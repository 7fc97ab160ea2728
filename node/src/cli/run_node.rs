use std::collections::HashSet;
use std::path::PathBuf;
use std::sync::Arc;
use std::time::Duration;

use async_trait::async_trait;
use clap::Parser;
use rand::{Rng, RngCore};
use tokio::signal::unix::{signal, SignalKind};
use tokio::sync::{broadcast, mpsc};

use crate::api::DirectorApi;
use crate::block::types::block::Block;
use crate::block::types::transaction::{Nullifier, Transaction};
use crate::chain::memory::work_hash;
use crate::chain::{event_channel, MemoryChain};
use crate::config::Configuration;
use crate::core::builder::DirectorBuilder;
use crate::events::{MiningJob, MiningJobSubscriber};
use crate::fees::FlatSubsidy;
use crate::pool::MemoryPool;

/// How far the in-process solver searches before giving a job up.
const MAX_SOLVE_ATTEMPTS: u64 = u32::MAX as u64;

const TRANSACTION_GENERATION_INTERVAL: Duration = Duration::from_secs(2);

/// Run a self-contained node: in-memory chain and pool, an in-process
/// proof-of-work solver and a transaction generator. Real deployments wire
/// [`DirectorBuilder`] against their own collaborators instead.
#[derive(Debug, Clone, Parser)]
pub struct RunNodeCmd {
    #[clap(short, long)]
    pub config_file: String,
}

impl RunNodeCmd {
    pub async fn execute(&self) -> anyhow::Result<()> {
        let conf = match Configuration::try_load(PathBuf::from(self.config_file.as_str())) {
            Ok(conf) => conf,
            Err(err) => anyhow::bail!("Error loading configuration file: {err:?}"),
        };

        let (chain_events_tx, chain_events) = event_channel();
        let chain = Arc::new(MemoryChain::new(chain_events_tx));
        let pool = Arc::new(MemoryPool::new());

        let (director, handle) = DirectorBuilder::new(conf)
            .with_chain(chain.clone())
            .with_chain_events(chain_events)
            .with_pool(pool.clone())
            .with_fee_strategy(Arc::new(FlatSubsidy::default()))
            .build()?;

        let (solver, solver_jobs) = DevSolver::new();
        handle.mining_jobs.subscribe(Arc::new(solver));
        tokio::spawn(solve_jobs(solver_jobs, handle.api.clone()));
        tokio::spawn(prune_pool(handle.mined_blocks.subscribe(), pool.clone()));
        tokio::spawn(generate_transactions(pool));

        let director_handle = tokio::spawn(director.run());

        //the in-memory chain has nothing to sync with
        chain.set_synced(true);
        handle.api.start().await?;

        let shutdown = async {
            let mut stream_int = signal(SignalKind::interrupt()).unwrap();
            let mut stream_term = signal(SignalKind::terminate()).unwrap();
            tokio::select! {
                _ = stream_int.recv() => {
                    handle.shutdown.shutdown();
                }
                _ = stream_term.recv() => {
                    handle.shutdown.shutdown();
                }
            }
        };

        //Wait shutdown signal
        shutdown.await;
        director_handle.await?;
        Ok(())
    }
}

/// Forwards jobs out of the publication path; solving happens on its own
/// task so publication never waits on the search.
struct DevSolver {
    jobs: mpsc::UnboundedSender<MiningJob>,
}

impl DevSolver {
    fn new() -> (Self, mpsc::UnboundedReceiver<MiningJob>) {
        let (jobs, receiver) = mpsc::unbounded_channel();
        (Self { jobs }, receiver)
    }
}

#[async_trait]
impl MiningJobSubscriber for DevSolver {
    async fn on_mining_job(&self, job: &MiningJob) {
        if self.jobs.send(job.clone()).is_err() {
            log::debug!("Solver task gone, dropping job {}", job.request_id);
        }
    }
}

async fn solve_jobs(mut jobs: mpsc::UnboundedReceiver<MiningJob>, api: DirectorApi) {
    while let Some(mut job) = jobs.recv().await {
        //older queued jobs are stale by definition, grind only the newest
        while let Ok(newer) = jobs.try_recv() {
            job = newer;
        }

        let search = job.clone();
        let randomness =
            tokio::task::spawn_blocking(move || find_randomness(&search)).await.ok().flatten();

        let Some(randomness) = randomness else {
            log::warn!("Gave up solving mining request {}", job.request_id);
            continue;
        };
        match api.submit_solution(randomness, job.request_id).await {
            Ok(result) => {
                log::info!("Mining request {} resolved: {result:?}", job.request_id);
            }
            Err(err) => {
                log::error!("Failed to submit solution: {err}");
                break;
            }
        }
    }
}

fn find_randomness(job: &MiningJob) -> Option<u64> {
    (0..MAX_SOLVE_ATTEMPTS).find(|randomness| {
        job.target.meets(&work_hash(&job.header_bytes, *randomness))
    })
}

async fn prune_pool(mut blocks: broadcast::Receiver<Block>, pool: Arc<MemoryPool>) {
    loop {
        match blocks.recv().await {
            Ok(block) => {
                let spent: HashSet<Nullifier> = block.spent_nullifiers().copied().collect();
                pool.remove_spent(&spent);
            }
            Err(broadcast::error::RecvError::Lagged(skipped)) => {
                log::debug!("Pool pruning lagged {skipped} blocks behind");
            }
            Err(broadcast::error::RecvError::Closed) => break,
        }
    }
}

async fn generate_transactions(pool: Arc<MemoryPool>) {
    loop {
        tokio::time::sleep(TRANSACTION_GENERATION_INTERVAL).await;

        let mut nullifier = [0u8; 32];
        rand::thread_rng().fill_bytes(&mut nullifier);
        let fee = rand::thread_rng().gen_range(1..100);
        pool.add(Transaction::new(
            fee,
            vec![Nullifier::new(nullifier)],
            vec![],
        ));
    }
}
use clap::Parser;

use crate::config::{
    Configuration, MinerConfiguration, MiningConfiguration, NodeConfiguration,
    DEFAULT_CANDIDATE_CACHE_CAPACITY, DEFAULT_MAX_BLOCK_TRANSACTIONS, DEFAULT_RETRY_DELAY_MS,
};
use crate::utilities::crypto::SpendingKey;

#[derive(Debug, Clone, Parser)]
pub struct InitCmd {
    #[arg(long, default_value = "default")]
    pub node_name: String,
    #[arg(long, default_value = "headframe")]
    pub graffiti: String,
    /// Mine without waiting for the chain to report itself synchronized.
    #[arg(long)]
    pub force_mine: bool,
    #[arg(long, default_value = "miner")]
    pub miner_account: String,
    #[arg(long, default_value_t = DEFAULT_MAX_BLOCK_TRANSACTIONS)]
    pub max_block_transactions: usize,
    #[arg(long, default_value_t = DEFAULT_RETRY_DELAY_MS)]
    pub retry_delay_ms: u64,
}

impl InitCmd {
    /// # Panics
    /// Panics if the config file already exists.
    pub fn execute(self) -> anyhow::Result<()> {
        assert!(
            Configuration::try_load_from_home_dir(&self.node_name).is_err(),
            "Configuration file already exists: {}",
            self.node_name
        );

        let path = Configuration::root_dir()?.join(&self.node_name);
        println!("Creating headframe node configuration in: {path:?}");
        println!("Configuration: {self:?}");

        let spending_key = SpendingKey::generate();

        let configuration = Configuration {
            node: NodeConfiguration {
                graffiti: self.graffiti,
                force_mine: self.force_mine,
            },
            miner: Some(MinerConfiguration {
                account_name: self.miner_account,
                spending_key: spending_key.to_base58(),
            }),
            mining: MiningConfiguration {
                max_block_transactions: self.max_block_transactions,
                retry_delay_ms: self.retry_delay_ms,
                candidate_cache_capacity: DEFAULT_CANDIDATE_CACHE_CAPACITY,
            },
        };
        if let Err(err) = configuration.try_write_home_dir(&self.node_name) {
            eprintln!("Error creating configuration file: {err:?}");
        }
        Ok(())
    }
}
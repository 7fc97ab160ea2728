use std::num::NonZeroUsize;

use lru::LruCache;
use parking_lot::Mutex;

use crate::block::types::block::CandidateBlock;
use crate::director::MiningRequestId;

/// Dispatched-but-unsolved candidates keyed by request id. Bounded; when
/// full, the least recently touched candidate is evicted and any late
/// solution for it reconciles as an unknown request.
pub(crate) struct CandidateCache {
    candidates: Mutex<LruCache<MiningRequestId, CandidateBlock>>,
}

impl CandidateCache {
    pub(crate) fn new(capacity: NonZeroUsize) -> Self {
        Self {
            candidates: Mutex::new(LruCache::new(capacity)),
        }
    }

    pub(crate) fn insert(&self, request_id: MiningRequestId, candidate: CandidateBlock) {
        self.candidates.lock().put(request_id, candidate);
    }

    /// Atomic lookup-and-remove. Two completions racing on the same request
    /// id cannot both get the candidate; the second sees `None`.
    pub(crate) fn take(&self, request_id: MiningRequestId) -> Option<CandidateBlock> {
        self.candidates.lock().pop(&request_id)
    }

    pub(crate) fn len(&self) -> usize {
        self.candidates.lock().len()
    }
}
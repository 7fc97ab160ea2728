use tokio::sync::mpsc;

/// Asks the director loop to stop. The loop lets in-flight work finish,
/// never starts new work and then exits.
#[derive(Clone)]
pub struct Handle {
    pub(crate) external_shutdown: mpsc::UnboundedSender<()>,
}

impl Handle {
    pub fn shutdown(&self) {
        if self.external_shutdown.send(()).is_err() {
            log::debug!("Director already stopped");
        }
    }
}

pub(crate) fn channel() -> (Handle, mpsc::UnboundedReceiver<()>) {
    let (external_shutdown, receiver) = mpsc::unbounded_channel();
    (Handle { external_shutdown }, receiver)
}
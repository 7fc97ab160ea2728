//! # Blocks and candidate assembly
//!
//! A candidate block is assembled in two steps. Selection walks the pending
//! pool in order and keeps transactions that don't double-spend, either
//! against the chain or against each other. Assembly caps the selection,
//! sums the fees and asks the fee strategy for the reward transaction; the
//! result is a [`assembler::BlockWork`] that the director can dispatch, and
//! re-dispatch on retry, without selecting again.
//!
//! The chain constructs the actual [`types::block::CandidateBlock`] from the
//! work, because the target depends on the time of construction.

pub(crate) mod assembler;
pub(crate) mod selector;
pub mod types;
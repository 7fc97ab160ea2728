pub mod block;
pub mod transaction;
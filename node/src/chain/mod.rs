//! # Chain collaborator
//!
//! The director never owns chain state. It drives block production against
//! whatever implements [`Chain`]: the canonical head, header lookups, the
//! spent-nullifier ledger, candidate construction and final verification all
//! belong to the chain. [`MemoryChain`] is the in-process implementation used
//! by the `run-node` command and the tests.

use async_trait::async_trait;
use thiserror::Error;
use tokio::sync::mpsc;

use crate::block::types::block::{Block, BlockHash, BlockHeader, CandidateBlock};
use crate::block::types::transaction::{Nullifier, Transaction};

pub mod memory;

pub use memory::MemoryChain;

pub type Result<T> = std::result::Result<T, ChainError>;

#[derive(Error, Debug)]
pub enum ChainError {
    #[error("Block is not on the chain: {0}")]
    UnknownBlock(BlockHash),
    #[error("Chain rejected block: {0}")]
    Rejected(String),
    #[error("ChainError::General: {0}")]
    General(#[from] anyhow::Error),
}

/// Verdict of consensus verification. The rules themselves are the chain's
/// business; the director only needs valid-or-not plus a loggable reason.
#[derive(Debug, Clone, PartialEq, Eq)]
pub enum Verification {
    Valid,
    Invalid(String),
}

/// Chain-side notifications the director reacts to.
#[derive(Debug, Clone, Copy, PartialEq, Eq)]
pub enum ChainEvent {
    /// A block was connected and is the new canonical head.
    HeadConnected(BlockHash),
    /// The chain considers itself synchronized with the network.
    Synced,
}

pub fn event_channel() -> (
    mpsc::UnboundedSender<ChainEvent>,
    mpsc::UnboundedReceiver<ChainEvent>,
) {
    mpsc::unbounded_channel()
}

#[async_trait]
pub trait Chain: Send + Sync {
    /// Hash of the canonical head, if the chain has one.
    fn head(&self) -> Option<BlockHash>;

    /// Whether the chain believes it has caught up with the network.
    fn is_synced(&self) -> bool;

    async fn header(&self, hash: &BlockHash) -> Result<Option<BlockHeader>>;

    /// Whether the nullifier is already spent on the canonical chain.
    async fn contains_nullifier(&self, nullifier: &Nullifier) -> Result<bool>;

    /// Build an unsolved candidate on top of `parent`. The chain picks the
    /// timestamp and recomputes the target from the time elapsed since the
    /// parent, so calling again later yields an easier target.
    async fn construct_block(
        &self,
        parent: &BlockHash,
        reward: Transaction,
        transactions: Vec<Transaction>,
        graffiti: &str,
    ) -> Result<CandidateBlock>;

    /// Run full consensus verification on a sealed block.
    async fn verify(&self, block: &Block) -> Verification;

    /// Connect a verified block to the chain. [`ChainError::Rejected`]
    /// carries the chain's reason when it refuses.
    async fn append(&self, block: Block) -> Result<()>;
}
####
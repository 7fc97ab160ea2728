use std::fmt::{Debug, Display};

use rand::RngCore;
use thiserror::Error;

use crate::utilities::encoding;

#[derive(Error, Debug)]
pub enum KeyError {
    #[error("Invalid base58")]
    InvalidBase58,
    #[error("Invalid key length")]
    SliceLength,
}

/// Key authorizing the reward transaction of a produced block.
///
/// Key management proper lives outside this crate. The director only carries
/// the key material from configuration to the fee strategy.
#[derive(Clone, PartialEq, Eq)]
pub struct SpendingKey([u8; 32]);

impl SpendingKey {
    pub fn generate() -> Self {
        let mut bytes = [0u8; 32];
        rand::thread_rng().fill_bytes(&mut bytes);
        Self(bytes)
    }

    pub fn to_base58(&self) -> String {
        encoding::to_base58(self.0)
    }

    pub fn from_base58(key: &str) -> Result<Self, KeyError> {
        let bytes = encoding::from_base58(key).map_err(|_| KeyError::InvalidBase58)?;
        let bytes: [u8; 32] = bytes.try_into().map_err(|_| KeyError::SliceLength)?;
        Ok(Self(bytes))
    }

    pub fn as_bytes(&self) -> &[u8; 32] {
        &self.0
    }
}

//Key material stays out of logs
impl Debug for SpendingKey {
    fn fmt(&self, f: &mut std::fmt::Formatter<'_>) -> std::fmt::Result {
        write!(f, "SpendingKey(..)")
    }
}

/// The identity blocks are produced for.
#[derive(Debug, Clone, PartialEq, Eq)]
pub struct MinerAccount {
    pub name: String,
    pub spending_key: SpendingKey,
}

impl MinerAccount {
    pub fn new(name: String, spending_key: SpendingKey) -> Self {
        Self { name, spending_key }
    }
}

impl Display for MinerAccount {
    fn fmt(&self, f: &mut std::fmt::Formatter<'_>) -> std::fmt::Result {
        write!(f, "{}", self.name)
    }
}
####
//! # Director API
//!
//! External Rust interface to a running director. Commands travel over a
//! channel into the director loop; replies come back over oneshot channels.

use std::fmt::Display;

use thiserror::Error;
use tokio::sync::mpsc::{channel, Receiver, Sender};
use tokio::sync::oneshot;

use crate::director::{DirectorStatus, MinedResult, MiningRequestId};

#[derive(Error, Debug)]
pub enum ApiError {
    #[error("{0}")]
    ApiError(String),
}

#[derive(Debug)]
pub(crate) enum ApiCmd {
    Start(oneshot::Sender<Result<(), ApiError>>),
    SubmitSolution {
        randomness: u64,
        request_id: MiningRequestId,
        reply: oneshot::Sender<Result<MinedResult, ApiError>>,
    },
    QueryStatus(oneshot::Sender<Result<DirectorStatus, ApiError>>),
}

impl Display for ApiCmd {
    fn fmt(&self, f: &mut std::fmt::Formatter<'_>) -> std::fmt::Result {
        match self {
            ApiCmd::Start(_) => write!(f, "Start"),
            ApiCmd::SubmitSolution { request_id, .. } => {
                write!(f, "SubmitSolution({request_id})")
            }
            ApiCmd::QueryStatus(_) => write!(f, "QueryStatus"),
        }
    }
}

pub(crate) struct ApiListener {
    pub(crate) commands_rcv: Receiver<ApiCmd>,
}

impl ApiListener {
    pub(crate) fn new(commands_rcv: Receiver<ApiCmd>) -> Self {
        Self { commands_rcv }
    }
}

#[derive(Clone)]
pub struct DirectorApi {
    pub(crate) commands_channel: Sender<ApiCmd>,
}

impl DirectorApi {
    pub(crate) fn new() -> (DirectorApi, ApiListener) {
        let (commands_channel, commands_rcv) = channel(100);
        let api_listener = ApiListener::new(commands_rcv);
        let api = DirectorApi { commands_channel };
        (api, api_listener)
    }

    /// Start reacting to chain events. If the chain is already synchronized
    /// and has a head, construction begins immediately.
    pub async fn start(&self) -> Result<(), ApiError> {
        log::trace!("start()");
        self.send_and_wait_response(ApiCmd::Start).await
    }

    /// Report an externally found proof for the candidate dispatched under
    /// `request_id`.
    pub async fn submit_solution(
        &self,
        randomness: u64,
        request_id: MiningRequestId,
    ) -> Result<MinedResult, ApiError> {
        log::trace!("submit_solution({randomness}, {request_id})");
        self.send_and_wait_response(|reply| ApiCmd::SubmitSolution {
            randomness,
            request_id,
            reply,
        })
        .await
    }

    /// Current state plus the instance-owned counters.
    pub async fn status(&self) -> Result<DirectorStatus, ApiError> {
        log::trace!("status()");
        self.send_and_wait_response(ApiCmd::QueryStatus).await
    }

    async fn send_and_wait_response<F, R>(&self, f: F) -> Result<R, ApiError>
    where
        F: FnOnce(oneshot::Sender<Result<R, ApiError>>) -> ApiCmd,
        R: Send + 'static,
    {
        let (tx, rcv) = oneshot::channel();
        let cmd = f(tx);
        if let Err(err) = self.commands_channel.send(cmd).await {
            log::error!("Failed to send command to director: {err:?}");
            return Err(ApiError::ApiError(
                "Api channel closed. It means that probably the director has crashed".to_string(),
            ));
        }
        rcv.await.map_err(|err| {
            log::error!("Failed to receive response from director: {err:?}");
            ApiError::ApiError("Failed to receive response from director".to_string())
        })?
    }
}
####
__Aim of the task__:
Reproduce exactly the section above that begins at the line containing "pub enum Verification" and ends at the line containing "pub trait Chain: Send", leaving out all other lines.

__Exercise output__:
pub enum Verification {
    Valid,
    Invalid(String),
}

/// Chain-side notifications the director reacts to.
#[derive(Debug, Clone, Copy, PartialEq, Eq)]
pub enum ChainEvent {
    /// A block was connected and is the new canonical head.
    HeadConnected(BlockHash),
    /// The chain considers itself synchronized with the network.
    Synced,
}

pub fn event_channel() -> (
    mpsc::UnboundedSender<ChainEvent>,
    mpsc::UnboundedReceiver<ChainEvent>,
) {
    mpsc::unbounded_channel()
}

#[async_trait]
pub trait Chain: Send + Sync {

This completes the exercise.